## [Task directions]
In the entries below, go to the line containing "pub fn link_template(&self)" and repeat it along with every later line, exactly.

## [The records]
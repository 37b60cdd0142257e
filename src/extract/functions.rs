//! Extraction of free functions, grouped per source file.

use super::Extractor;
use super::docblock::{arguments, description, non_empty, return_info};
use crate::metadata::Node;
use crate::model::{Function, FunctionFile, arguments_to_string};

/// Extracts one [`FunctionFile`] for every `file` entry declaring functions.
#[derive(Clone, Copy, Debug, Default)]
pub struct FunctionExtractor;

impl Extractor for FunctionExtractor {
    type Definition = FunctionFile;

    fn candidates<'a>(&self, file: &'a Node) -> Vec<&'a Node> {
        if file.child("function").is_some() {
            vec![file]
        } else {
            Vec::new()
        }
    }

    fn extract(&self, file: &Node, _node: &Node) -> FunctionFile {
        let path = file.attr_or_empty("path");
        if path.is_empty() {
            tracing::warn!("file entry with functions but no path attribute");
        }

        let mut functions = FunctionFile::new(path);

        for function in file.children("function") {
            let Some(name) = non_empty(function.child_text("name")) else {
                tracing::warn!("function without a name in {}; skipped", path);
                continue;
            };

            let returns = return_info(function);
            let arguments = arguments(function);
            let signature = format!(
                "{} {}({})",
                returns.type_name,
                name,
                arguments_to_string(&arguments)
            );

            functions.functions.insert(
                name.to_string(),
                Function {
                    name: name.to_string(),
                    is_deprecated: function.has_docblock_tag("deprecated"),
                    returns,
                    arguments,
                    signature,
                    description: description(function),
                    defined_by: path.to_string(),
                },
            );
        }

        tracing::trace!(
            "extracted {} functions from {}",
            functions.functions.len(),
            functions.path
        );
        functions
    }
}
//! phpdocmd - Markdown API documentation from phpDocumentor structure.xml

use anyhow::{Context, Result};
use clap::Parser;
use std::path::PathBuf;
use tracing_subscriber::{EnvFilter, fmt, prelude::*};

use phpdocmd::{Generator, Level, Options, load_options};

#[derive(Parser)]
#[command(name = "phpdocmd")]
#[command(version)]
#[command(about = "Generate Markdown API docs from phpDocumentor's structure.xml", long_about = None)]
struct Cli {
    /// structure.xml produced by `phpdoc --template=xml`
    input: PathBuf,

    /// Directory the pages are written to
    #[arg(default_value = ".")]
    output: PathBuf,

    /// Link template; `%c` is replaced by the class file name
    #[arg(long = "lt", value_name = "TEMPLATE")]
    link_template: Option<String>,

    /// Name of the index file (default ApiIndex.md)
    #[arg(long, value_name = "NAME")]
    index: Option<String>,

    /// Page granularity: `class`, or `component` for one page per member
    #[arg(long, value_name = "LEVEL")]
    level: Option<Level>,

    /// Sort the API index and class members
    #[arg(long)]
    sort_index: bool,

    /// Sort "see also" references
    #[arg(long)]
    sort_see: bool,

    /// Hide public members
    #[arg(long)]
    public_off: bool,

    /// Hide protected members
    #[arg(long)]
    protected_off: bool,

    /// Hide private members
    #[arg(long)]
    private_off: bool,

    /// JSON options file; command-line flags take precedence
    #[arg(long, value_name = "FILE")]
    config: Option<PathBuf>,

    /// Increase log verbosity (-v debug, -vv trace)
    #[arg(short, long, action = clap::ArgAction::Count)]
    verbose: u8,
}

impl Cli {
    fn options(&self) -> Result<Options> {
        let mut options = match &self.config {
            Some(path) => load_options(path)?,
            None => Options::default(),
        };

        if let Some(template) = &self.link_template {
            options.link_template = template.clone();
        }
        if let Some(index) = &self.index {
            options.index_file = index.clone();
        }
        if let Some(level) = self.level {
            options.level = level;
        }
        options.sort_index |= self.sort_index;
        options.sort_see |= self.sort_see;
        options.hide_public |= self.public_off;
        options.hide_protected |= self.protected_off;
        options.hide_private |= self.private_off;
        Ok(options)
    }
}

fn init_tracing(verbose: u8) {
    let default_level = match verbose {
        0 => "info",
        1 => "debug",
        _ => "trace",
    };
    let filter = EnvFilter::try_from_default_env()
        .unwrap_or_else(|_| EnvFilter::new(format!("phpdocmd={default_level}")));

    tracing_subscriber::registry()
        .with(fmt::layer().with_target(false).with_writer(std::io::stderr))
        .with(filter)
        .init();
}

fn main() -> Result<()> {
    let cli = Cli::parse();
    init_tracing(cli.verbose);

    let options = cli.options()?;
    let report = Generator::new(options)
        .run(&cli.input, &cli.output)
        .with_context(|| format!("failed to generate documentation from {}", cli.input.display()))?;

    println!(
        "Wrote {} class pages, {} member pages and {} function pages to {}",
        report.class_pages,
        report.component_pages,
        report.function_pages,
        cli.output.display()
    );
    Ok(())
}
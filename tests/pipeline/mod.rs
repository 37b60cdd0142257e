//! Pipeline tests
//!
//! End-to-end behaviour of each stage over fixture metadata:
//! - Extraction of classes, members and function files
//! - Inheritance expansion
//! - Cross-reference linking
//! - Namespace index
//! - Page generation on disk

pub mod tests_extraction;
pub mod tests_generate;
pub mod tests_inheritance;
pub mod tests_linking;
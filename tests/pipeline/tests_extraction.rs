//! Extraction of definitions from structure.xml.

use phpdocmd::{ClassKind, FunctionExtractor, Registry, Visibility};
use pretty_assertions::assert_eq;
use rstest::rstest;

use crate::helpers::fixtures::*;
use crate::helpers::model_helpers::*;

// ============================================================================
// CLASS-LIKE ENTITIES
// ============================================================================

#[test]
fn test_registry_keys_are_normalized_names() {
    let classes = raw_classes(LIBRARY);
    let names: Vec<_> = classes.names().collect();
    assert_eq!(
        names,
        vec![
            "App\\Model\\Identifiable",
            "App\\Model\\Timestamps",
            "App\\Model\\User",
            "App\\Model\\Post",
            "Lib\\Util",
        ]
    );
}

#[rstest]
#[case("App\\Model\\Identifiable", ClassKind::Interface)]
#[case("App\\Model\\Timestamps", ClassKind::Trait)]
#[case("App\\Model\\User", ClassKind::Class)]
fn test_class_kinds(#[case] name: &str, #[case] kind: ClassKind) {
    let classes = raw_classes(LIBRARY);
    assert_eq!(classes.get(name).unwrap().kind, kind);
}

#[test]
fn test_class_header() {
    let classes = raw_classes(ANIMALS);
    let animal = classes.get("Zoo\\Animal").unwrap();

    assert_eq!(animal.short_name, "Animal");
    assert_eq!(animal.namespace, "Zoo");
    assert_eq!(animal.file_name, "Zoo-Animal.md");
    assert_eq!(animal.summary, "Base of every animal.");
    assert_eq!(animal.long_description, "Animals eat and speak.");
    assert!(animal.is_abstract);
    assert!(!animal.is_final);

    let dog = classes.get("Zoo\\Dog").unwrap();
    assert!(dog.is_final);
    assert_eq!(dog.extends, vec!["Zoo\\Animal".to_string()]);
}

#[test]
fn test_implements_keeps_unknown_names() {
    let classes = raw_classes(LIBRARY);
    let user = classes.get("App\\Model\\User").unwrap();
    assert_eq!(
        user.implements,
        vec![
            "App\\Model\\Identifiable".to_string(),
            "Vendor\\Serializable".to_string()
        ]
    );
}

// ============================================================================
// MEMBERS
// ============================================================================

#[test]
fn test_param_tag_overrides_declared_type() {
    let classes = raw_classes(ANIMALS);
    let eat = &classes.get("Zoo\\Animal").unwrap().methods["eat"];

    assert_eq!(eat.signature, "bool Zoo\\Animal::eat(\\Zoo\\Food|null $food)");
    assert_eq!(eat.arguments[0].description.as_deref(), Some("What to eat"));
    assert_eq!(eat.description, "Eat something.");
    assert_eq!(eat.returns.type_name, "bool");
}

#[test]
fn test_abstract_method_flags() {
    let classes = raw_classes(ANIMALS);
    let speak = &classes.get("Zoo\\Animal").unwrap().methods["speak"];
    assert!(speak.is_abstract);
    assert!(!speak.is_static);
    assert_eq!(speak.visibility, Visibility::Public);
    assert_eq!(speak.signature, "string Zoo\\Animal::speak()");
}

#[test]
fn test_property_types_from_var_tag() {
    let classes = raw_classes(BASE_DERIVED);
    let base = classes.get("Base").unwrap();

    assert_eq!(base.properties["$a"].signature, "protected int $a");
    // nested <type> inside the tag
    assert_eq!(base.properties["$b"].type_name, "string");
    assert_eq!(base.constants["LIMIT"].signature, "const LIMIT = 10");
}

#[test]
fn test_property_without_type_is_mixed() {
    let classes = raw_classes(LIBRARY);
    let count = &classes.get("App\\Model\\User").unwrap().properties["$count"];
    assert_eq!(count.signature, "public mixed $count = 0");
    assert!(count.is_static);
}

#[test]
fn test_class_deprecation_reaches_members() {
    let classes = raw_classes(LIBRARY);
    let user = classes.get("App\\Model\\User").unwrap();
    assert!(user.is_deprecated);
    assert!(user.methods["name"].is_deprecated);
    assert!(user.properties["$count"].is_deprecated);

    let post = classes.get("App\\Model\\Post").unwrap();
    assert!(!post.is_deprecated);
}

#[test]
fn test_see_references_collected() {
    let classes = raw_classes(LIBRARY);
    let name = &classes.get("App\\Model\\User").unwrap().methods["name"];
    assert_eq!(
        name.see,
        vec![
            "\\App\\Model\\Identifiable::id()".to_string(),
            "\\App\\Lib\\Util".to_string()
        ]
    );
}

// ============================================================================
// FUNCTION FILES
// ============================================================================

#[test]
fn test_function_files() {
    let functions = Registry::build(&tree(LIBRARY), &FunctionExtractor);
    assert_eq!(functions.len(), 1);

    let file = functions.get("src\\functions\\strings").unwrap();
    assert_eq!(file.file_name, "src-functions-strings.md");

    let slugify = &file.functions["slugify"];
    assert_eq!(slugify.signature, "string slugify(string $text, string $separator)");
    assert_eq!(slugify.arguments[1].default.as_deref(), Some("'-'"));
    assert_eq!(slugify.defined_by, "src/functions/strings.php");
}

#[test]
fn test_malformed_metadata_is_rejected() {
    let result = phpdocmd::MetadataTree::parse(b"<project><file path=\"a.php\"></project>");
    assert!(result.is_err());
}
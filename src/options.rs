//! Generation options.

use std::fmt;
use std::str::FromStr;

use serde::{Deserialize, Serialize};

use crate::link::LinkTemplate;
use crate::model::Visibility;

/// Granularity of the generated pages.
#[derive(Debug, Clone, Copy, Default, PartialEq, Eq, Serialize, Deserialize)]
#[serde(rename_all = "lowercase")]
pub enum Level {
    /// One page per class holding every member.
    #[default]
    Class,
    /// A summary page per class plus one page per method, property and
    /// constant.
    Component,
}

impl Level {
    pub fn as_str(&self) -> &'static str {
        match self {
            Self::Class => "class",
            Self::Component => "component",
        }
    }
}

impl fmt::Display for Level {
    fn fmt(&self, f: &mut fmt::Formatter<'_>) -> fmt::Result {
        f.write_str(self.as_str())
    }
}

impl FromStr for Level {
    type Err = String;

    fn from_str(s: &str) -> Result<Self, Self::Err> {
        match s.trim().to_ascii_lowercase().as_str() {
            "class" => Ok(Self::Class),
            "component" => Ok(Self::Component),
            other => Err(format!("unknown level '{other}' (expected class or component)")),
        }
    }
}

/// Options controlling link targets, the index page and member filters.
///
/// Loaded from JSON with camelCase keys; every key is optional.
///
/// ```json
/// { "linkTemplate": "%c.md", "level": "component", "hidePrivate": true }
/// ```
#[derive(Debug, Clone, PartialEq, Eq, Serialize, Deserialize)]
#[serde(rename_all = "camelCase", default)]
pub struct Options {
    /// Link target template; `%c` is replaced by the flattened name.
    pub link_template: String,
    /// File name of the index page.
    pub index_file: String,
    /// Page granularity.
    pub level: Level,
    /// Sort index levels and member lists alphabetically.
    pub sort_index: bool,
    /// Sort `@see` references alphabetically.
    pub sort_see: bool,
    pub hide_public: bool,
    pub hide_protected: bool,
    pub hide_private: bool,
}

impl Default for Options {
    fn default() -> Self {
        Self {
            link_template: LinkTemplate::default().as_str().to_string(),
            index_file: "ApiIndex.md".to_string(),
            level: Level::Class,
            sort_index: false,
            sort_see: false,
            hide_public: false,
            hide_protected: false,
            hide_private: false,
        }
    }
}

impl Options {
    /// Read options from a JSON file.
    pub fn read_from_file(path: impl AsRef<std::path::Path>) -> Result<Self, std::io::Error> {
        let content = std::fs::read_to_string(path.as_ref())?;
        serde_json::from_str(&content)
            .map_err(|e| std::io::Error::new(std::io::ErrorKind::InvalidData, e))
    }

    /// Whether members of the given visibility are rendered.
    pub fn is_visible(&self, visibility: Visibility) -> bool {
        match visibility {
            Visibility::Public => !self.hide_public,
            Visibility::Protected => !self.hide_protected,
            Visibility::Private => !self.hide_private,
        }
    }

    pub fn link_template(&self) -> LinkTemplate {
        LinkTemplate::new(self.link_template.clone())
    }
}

## [Exercise result]
    pub fn link_template(&self) -> LinkTemplate {
        LinkTemplate::new(self.link_template.clone())
    }
}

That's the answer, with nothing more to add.